L’intervento di Eugenio Pomarici, professore di Economia all’Università degli Studi di Padova, esperto italiano all’Oiv e coordinatore Laurea magistrale Viticoltura Enologia e Mercati Vitivinicoli, si è concentrato, infine, sui distretti viticoli: “per distretto si intende un’area industriale caratterizzata da piccole e medie aziende con propensione ad agire sinergico. Ci si è lamentati spesso della piccola dimensione delle aziende, mentre questa struttura frammentata è stato elemento di forza: la grande azienda capitalistica, di fronte alle difficoltà, taglia tutto e se ne va, mentre il piccolo resiste e mantiene la vigna. Poi, le cooperative hanno consentito competitività alimentando un sistema a imbottigliatori”, sostiene Pomarici, sottolineando comunque come sia fiducioso verso il futuro, essendo l’Italia leader nel mondo non solo per le tecnologie enologiche e nelle macchine agricole, ma anche per i commercial premium e seconda per i fine wine. “La resilienza è la capacità di assorbire i disturbi dei cambiamenti, ma anche di fronteggiare la crisi e apprendere nuovi metodi per andare avanti.

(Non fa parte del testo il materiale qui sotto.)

//! revdiff core library.
//!
//! This crate provides the foundational components for comparing revisions of
//! a sectioned source document: line diffing, section extraction, change
//! classification, comparison building and caching, selective reconciliation,
//! and the version store boundary.

pub mod comparison;
pub mod config;
pub mod diff;
pub mod errors;
pub mod models;
pub mod reconcile;
pub mod sections;
pub mod service;
pub mod store;

// Re-exports for convenience.
pub use comparison::{ComparisonBuilder, ComparisonSummary, ImpactLevel, Severity, VersionComparison};
pub use config::AppConfig;
pub use diff::{render_unified_patch, DiffHunk, TextDiffer};
pub use errors::CoreError;
pub use models::{CandidateRevision, Revision, SectionKind};
pub use reconcile::{Decision, ReconciliationDecision, ReconciliationEngine, ReviewSession};
pub use service::VersionService;
pub use store::{InMemoryVersionStore, VersionStore};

L’Italia è una delle protagoniste mondiali del vino, ma le condizioni strutturali non sono favorevoli. Però abbiamo la fortuna di avere una grande domanda interna, una superficie in ettari molto ampia, una buona policy, grandi risorse naturali e tante industrie di supporto”. 
In chiusura la consegna del “Premio Khail” 2024, che viene attribuito dalla rivista “Civiltà del Bere” alle figure che si sono distinte per l’impegno nella promozione del vino italiano nel mondo, e che quest’anno è stato assegnato a Marina Cvetic, amministratore unico di Masciarelli Tenute Agricole.